(Dataset entries)
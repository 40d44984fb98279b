//! Particle emitters.
//!
//! Architecture:
//! 1. The CPU owns an emitter's configuration and its weak links (node, texture)
//! 2. The GPU owns the time accumulator, advanced by the simulation pass
//! 3. `write_to_gpu` merges the two into one [`EmitterRecord`]
//!
//! Structural edits (a script bumping the emission rate) must not restart an
//! emitter that is mid-flight, so writes read the resident accumulator back
//! first. Creation starts from zero.

use std::sync::Arc;

use oroboros_gpu_mirror::{GpuBufferService, GpuMirrorBuffer, GpuResult};
use oroboros_pool::{Handle, SlotPool};

use crate::node::Node;
use crate::records::{EmitterRecord, INVALID_INDEX};
use crate::texture::Texture;
use crate::ResourceResult;

/// Default maximum concurrent emitters
pub const MAX_EMITTERS: u32 = 256;

/// Configuration of an emitter's physical parameters.
#[derive(Debug, Clone, PartialEq)]
pub struct EmitterConfig {
    /// Initial particle velocity
    pub velocity: [f32; 3],
    /// Particles per second
    pub emission_rate: f32,
    /// Starting color (RGBA)
    pub color_start: [f32; 4],
    /// Ending color (RGBA)
    pub color_end: [f32; 4],
    /// Velocity spread per axis
    pub spread: [f32; 3],
    /// Particle lifetime in seconds
    pub lifetime: f32,
    /// Starting size
    pub size_start: f32,
    /// Ending size
    pub size_end: f32,
    /// Starting gravity weight
    pub weight_start: f32,
    /// Ending gravity weight
    pub weight_end: f32,
    /// Local bounding box min
    pub bounds_min: [f32; 3],
    /// Local bounding box max
    pub bounds_max: [f32; 3],
}

impl Default for EmitterConfig {
    fn default() -> Self {
        Self {
            velocity: [0.0, 5.0, 0.0],
            emission_rate: 10.0,
            color_start: [1.0, 1.0, 1.0, 1.0],
            color_end: [1.0, 1.0, 1.0, 0.0],
            spread: [1.0, 0.0, 1.0],
            lifetime: 2.0,
            size_start: 0.1,
            size_end: 0.01,
            weight_start: 1.0,
            weight_end: 1.0,
            bounds_min: [-1.0, -1.0, -1.0],
            bounds_max: [1.0, 1.0, 1.0],
        }
    }
}

impl EmitterConfig {
    /// Sets the emission rate.
    #[must_use]
    pub const fn with_emission_rate(mut self, rate: f32) -> Self {
        self.emission_rate = rate;
        self
    }

    /// Sets the initial velocity and its spread.
    #[must_use]
    pub const fn with_velocity(mut self, velocity: [f32; 3], spread: [f32; 3]) -> Self {
        self.velocity = velocity;
        self.spread = spread;
        self
    }

    /// Sets the color gradient.
    #[must_use]
    pub const fn with_colors(mut self, start: [f32; 4], end: [f32; 4]) -> Self {
        self.color_start = start;
        self.color_end = end;
        self
    }

    /// Sets the particle lifetime.
    #[must_use]
    pub const fn with_lifetime(mut self, seconds: f32) -> Self {
        self.lifetime = seconds;
        self
    }

    /// Sets the local bounding box.
    #[must_use]
    pub const fn with_bounds(mut self, min: [f32; 3], max: [f32; 3]) -> Self {
        self.bounds_min = min;
        self.bounds_max = max;
        self
    }
}

/// A particle emitter (CPU side).
#[derive(Debug, Clone, PartialEq)]
pub struct Emitter {
    /// Physical parameters
    pub config: EmitterConfig,
    /// CPU-only switch read by the simulation scheduler; not mirrored.
    pub enabled: bool,
    /// Node providing the transform. Weak: the node may already be gone.
    node: Handle<Node>,
    /// Texture sampled by particles. Weak.
    texture: Option<Handle<Texture>>,
}

impl Emitter {
    /// Creates an enabled emitter bound to `node`, with no texture.
    #[must_use]
    pub const fn new(node: Handle<Node>, config: EmitterConfig) -> Self {
        Self {
            config,
            enabled: true,
            node,
            texture: None,
        }
    }

    /// Node this emitter follows.
    #[must_use]
    pub const fn node(&self) -> Handle<Node> {
        self.node
    }

    /// Texture this emitter samples, if any.
    #[must_use]
    pub const fn texture(&self) -> Option<Handle<Texture>> {
        self.texture
    }
}

/// Fields of an [`EmitterRecord`] that evolve on the GPU.
#[derive(Debug, Clone, Copy, Default, PartialEq)]
pub struct EmitterTransient {
    /// Seconds of emission accumulated by the simulation step.
    pub time_accumulator: f32,
}

impl EmitterTransient {
    /// Captures the transient fields of a resident record.
    #[must_use]
    pub const fn from_record(record: &EmitterRecord) -> Self {
        Self {
            time_accumulator: record.time_accumulator,
        }
    }
}

/// Builds the full GPU record for `emitter`.
///
/// Pure: no buffer access. Derived fields come from the emitter's handles,
/// `visible` is forced on, and the accumulator is taken from `previous` or
/// reset to zero.
#[must_use]
pub fn merge_record(emitter: &Emitter, previous: Option<EmitterTransient>) -> EmitterRecord {
    let config = &emitter.config;
    EmitterRecord {
        velocity: config.velocity,
        emission_rate: config.emission_rate,
        color_start: config.color_start,
        color_end: config.color_end,
        spread: config.spread,
        lifetime: config.lifetime,
        size_start: config.size_start,
        size_end: config.size_end,
        weight_start: config.weight_start,
        weight_end: config.weight_end,
        time_accumulator: previous.map_or(0.0, |t| t.time_accumulator),
        texture_index: emitter.texture.map_or(INVALID_INDEX, Handle::index),
        node_index: emitter.node.index(),
        visible: 1,
        bounds_min: config.bounds_min,
        _pad0: 0.0,
        bounds_max: config.bounds_max,
        _pad1: 0.0,
    }
}

/// Owns every emitter and its GPU mirror.
///
/// Pool slot `i` and mirror slot `i` describe the same emitter. A destroyed
/// emitter's record stays resident until the slot is reused, unless
/// `hide_on_destroy` is set; consumers must check `visible`.
#[derive(Debug)]
pub struct EmitterManager {
    pool: SlotPool<Emitter>,
    mirror: GpuMirrorBuffer<EmitterRecord>,
    hide_on_destroy: bool,
}

impl EmitterManager {
    /// Creates a manager for `capacity` emitters.
    ///
    /// # Errors
    ///
    /// Propagates buffer allocation failures from the service.
    ///
    /// # Panics
    ///
    /// Panics if `capacity` is zero.
    pub fn new(
        service: Arc<dyn GpuBufferService>,
        capacity: u32,
        hide_on_destroy: bool,
    ) -> ResourceResult<Self> {
        Ok(Self {
            pool: SlotPool::new(capacity as usize),
            mirror: GpuMirrorBuffer::new(service, capacity)?,
            hide_on_destroy,
        })
    }

    /// Creates an emitter bound to `node` and writes its first record.
    ///
    /// The accumulator starts at zero. If the write fails the slot is
    /// released again and no handle is produced.
    ///
    /// # Errors
    ///
    /// `AllocationFailed` when every slot is live, or the GPU write error.
    pub fn create(&mut self, node: Handle<Node>, config: EmitterConfig) -> ResourceResult<Handle<Emitter>> {
        let handle = self.pool.allocate_with(Emitter::new(node, config))?;

        if let Err(error) = self.write_to_gpu(handle, false) {
            self.pool.free(handle);
            tracing::warn!(?handle, %error, "emitter creation rolled back");
            return Err(error);
        }

        tracing::debug!(?handle, ?node, "emitter created");
        Ok(handle)
    }

    /// Destroys an emitter. Returns false for invalid handles.
    ///
    /// Does not write to the GPU unless `hide_on_destroy` is set.
    pub fn destroy(&mut self, handle: Handle<Emitter>) -> bool {
        if !self.pool.free(handle) {
            return false;
        }

        if self.hide_on_destroy {
            if let Err(error) = self.hide_slot(handle.index()) {
                tracing::warn!(?handle, %error, "failed to hide destroyed emitter");
            }
        }

        tracing::debug!(?handle, "emitter destroyed");
        true
    }

    /// Writes the emitter's record to its mirror slot.
    ///
    /// With `preserve_time_accumulator` the resident accumulator is read back
    /// and carried over; without it the accumulator restarts at zero.
    ///
    /// # Errors
    ///
    /// - `OutOfCapacity` if the handle's index is past the mirror, before any
    ///   buffer access
    /// - `InvalidHandle` for stale or freed handles
    /// - Any buffer service error, unchanged. The resident record is not
    ///   modified on error.
    pub fn write_to_gpu(&mut self, handle: Handle<Emitter>, preserve_time_accumulator: bool) -> ResourceResult<()> {
        let index = handle.index();
        self.mirror.check_index(index)?;
        let emitter = self.pool.get(handle)?;

        let previous = if preserve_time_accumulator {
            Some(EmitterTransient::from_record(&self.mirror.read(index)?))
        } else {
            None
        };

        let record = merge_record(emitter, previous);
        self.mirror.write(index, &record)?;
        Ok(())
    }

    /// Gets an emitter.
    ///
    /// # Errors
    ///
    /// `InvalidHandle` for stale or freed handles.
    pub fn get(&self, handle: Handle<Emitter>) -> ResourceResult<&Emitter> {
        Ok(self.pool.get(handle)?)
    }

    /// Gets an emitter for in-place edits. Follow with [`Self::write_to_gpu`].
    ///
    /// # Errors
    ///
    /// `InvalidHandle` for stale or freed handles.
    pub fn get_mut(&mut self, handle: Handle<Emitter>) -> ResourceResult<&mut Emitter> {
        Ok(self.pool.get_mut(handle)?)
    }

    /// Replaces an emitter's configuration.
    ///
    /// # Errors
    ///
    /// `InvalidHandle` for stale or freed handles.
    pub fn update(&mut self, handle: Handle<Emitter>, config: EmitterConfig) -> ResourceResult<()> {
        self.pool.get_mut(handle)?.config = config;
        Ok(())
    }

    /// Binds or unbinds the texture.
    ///
    /// # Errors
    ///
    /// `InvalidHandle` for stale or freed handles.
    pub fn set_texture(&mut self, handle: Handle<Emitter>, texture: Option<Handle<Texture>>) -> ResourceResult<()> {
        self.pool.get_mut(handle)?.texture = texture;
        Ok(())
    }

    /// Rebinds the node.
    ///
    /// # Errors
    ///
    /// `InvalidHandle` for stale or freed handles.
    pub fn set_node(&mut self, handle: Handle<Emitter>, node: Handle<Node>) -> ResourceResult<()> {
        self.pool.get_mut(handle)?.node = node;
        Ok(())
    }

    /// Reads the record resident on the GPU for a live emitter.
    ///
    /// # Errors
    ///
    /// `InvalidHandle` for stale or freed handles, or the buffer read error.
    pub fn record(&self, handle: Handle<Emitter>) -> ResourceResult<EmitterRecord> {
        self.pool.get(handle)?;
        Ok(self.mirror.read(handle.index())?)
    }

    /// Number of live emitters.
    #[must_use]
    pub const fn count(&self) -> usize {
        self.pool.count()
    }

    /// Maximum number of emitters.
    #[must_use]
    pub const fn capacity(&self) -> u32 {
        self.mirror.capacity()
    }

    /// Iterates over live emitters.
    pub fn iter(&self) -> impl Iterator<Item = (Handle<Emitter>, &Emitter)> {
        self.pool.iter()
    }

    /// The GPU mirror, for binding by the renderer.
    #[must_use]
    pub const fn mirror(&self) -> &GpuMirrorBuffer<EmitterRecord> {
        &self.mirror
    }

    fn hide_slot(&mut self, index: u32) -> GpuResult<()> {
        let mut record = self.mirror.read(index)?;
        record.visible = 0;
        self.mirror.write(index, &record)
    }
}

Exercise prompt -> Copy each line from the records above that includes the string "spread".

Result ->
    /// Velocity spread per axis
    pub spread: [f32; 3],
            spread: [1.0, 0.0, 1.0],
    /// Sets the initial velocity and its spread.
    pub const fn with_velocity(mut self, velocity: [f32; 3], spread: [f32; 3]) -> Self {
        self.spread = spread;
        spread: config.spread,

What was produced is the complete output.